Summer reading thread
#1
Posted 17 June 2011 - 03:11 PM
#2
Posted 18 June 2011 - 03:51 AM
#3
Posted 18 June 2011 - 05:01 AM
At home, my battered down Turgueniev "Sketches of a hunter's album"...which I'm revisiting for the zillion time..!
#4
Posted 18 June 2011 - 07:11 AM
I'm starting The Faith Instinct: How Religion Evolved and Why it Endures, by Nicholas Wade of the NY Times. The first couple of chapters have that kind of earnest, intelligent, clearly-written, diligently-researched, non-flashy style that makes reading the Times so comforting.
This is not one of those polemics from the Faith-versus-Atheism Wars.

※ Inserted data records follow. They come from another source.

impl DamageModifierType {
    /// All built-in modifier types.
    pub const BUILT_IN: [Self; 14] = [
        Self::Absorption,
        Self::Armor,
        Self::ArmorEnchantment,
        Self::AttackCooldown,
        Self::CriticalHit,
        Self::DefensivePotionEffect,
        Self::Difficulty,
        Self::HardHat,
        Self::Magic,
        Self::NegativePotionEffect,
        Self::OffensivePotionEffect,
        Self::Shield,
        Self::Sweeping,
        Self::WeaponEnchantment,
    ];

    /// Creates a plugin-defined modifier type.
    #[must_use]
    pub fn custom(key: impl Into<String>) -> Self {
        Self::Custom(key.into())
    }

    /// Short name of the type, without namespace.
    #[must_use]
    pub fn name(&self) -> &str {
        match self {
            Self::Absorption => "absorption",
            Self::Armor => "armor",
            Self::ArmorEnchantment => "armor_enchantment",
            Self::AttackCooldown => "attack_cooldown",
            Self::CriticalHit => "critical_hit",
            Self::DefensivePotionEffect => "defensive_potion_effect",
            Self::Difficulty => "difficulty",
            Self::HardHat => "hard_hat",
            Self::Magic => "magic",
            Self::NegativePotionEffect => "negative_potion_effect",
            Self::OffensivePotionEffect => "offensive_potion_effect",
            Self::Shield => "shield",
            Self::Sweeping => "sweeping",
            Self::WeaponEnchantment => "weapon_enchantment",
            Self::Custom(key) => key,
        }
    }

    /// Namespaced registry key, e.g. `quarry:armor`.
    #[must_use]
    pub fn key(&self) -> String {
        match self {
            Self::Custom(key) => key.clone(),
            other => format!("{NAMESPACE}:{}", other.name()),
        }
    }

    /// Check if this is a plugin-defined type.
    #[must_use]
    pub fn is_custom(&self) -> bool {
        matches!(self, Self::Custom(_))
    }

    /// Step a modifier of this type belongs to unless told otherwise.
    #[must_use]
    pub fn default_step(&self) -> DamageStepType {
        match self {
            Self::Absorption => DamageStepType::Absorption,
            Self::Armor => DamageStepType::Armor,
            Self::ArmorEnchantment => DamageStepType::ArmorEnchantment,
            Self::AttackCooldown => DamageStepType::BaseCooldown,
            Self::CriticalHit => DamageStepType::CriticalHit,
            Self::DefensivePotionEffect => DamageStepType::DefensivePotionEffect,
            Self::Difficulty => DamageStepType::Difficulty,
            Self::HardHat => DamageStepType::HardHat,
            Self::Magic => DamageStepType::Magic,
            Self::NegativePotionEffect => DamageStepType::NegativePotionEffect,
            Self::OffensivePotionEffect => DamageStepType::OffensivePotionEffect,
            Self::Shield => DamageStepType::Shield,
            Self::Sweeping => DamageStepType::Sweeping,
            Self::WeaponEnchantment => DamageStepType::WeaponEnchantment,
            Self::Custom(key) => DamageStepType::Custom(key.clone()),
        }
    }
}

impl fmt::Display for DamageModifierType {
    fn fmt(&self, f: &mut fmt::Formatter<'_>) -> fmt::Result {
        f.write_str(&self.key())
    }
}

impl FromStr for DamageModifierType {
    type Err = EventError;

    /// Parses a namespaced key. Keys in the built-in namespace must name a
    /// built-in type; keys in any other namespace become `Custom`.
    fn from_str(key: &str) -> EventResult<Self> {
        parse_key(key, "damage modifier type", Self::BUILT_IN, Self::name, Self::Custom)
    }
}

// ============================================================================
// Groups and Sources
// ============================================================================

/// Group a modifier contributes to.
#[derive(Debug, Clone, PartialEq, Eq, Hash, Default, Serialize, Deserialize)]
pub enum ModifierGroup {
    /// Main attack damage of an attack event.
    AttackDamage,
    /// Enchantment damage of an attack event.
    AttackEnchantment,
    /// Reduction applied to incoming damage.
    #[default]
    DamageReduction,
    /// Plugin-defined group.
    Custom(String),
}

impl ModifierGroup {
    /// Registry key of the group.
    #[must_use]
    pub fn key(&self) -> &str {
        match self {
            Self::AttackDamage => "minecraft:attack_damage",
            Self::AttackEnchantment => "minecraft:attack_enchantment",
            Self::DamageReduction => "minecraft:damage_reduction",
            Self::Custom(key) => key,
        }
    }
}

/// World difficulty, as a modifier source.
#[derive(Debug, Clone, Copy, PartialEq, Eq, Hash, Serialize, Deserialize)]
pub enum Difficulty {
    /// No hostile damage.
    Peaceful,
    /// Easy.
    Easy,
    /// Normal.
    Normal,
    /// Hard.
    Hard,
}

/// Immutable snapshot of an item that contributed a modifier.
#[derive(Debug, Clone, PartialEq, Eq, Hash, Serialize, Deserialize)]
pub struct ItemSnapshot {
    /// Item type key.
    pub item_type: String,
    /// Stack size.
    pub quantity: u32,
    /// Enchantments as `(key, level)`.
    pub enchantments: Vec<(String, u8)>,
}

impl ItemSnapshot {
    /// Creates a snapshot of a single item without enchantments.
    #[must_use]
    pub fn new(item_type: impl Into<String>) -> Self {
        Self {
            item_type: item_type.into(),
            quantity: 1,
            enchantments: Vec::new(),
        }
    }

    /// Add an enchantment (builder pattern).
    #[must_use]
    pub fn with_enchantment(mut self, key: impl Into<String>, level: u8) -> Self {
        self.enchantments.push((key.into(), level));
        self
    }

    /// Level of an enchantment, 0 when absent.
    #[must_use]
    pub fn enchantment_level(&self, key: &str) -> u8 {
        self.enchantments
            .iter()
            .find(|(k, _)| k == key)
            .map_or(0, |(_, level)| *level)
    }
}

/// The "reason" a modifier exists.
#[derive(Debug, Clone, PartialEq, Eq, Hash, Serialize, Deserialize)]
pub enum ModifierSource {
    /// An item, e.g. a piece of armor or an enchanted weapon.
    Item(ItemSnapshot),
    /// The world difficulty.
    Difficulty(Difficulty),
    /// A potion effect with its amplifier.
    PotionEffect {
        /// Effect key.
        effect: String,
        /// Effect amplifier.
        amplifier: u8,
    },
    /// Another entity.
    Entity(EntityId),
    /// A block, by block type key (cactus, magma, ...).
    Block(String),
    /// Free-form plugin context.
    Custom(String),
}

// ============================================================================
// Damage Modifier
// ============================================================================

/// Identity token describing why a damage adjustment exists.
///
/// Equality and hashing use the identity only. Clones share the identity of
/// the original.
#[derive(Debug, Clone)]
pub struct DamageModifier {
    id: ModifierId,
    modifier_type: DamageModifierType,
    step: DamageStepType,
    group: ModifierGroup,
    source: Option<ModifierSource>,
}

impl DamageModifier {
    /// Creates a new builder.
    #[must_use]
    pub fn builder() -> DamageModifierBuilder {
        DamageModifierBuilder::default()
    }

    /// Creates a modifier of the given type with its default step and group.
    #[must_use]
    pub fn of(modifier_type: DamageModifierType) -> Self {
        Self {
            id: ModifierId::next(),
            step: modifier_type.default_step(),
            modifier_type,
            group: ModifierGroup::default(),
            source: None,
        }
    }

    /// Identity of this modifier.
    #[must_use]
    pub fn id(&self) -> ModifierId {
        self.id
    }

    /// Classification of this modifier.
    #[must_use]
    pub fn modifier_type(&self) -> &DamageModifierType {
        &self.modifier_type
    }

    /// Step this modifier is grouped under.
    #[must_use]
    pub fn step(&self) -> &DamageStepType {
        &self.step
    }

    /// Group this modifier contributes to.
    #[must_use]
    pub fn group(&self) -> &ModifierGroup {
        &self.group
    }

    /// Contributing source, if any.
    #[must_use]
    pub fn source(&self) -> Option<&ModifierSource> {
        self.source.as_ref()
    }

    /// Contributing item, if the source is an item.
    #[must_use]
    pub fn contributing_item(&self) -> Option<&ItemSnapshot> {
        match &self.source {
            Some(ModifierSource::Item(item)) => Some(item),
            _ => None,
        }
    }
}

impl PartialEq for DamageModifier {
    fn eq(&self, other: &Self) -> bool {
        self.id == other.id
    }
}

impl Eq for DamageModifier {}

impl Hash for DamageModifier {
    fn hash<H: Hasher>(&self, state: &mut H) {
        self.id.hash(state);
    }
}

impl fmt::Display for DamageModifier {
    fn fmt(&self, f: &mut fmt::Formatter<'_>) -> fmt::Result {
        write!(f, "DamageModifier[{} {}]", self.id, self.modifier_type)
    }
}

/// Builder for [`DamageModifier`].
#[derive(Debug, Clone, Default)]
pub struct DamageModifierBuilder {
    modifier_type: Option<DamageModifierType>,
    step: Option<DamageStepType>,
    group: Option<ModifierGroup>,
    source: Option<ModifierSource>,
}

Wade maintains scholarly distance and, so far, has taken no position on the truth, or lack of it, of any particular religious tradition.
I'm looking forward to a chapter that sounds relevant to our shared interests on Ballet Alert: "Music, Dance, and Trance."
For relaxation (and a wackier kind of insight) I'm returning once again to the comic strips of Calvin and Hobbes, a few episodes a day. That's the little kid and the imaginary tiger. Nothing to do with Calvin the theologian or Hobbes the arch-pessimist political philosopher.
Today's episode:
Calvin's mother: "C'mon Calvin, We're going to the store."
Calvin: "Can Hobbes come?
Mother: "No, just leave him here.
Calvin: "BUT I WANT HIM TO COME WITH US !!!!!!"
Calvin (walking out the door, carrying Hobbes): "If you can't win by reason, go for volume."
I'll have to remember that advice. It's strangely reminiscent of current fashions in political discourse.
#5
Posted 18 June 2011 - 11:16 AM
bart, on 18 June 2011 - 07:11 AM, said:
Today's episode:
Calvin's mother: "C'mon Calvin, We're going to the store."
Calvin: "Can Hobbes come?
Mother: "No, just leave him here.
Calvin: "BUT I WANT HIM TO COME WITH US !!!!!!"
Calvin (walking out the door, carrying Hobbes): "If you can't win by reason, go for volume."
I'll have to remember that advice. It's strangely reminiscent of current fashions in political discourse.
Oh, yes! Love it! Thanks.
-d-
#6
Posted 18 June 2011 - 11:28 AM
atm711, on 18 June 2011 - 03:51 AM, said:
I wouldn't hold my breath waiting for the latter.
Thanks, everyone. Keep the titles coming!
#7
Posted 18 June 2011 - 07:04 PM
Written by a physician and set in a Mission hospital in Ethiopia, it is full of complex relationships and you are drawn into a world of characters who are passionate about the practice of medicine. The descriptions of medical procedures aren't for the squeamish, but I found them fascinating.
#8
Posted 19 June 2011 - 10:12 AM
I'm reading Rohinton Mistry's A Fine Balance. I'd bought it a few years ago after my doctor recommended it to me. Best doctor ever: We started every visit out with a "What are you reading right now? I think you might like this book." Some of my favorite books were those she recommended. Sigh, then she left her practice to become a hospitalist. On a good note, I haven't had the "opportunity" to see her in her new practice.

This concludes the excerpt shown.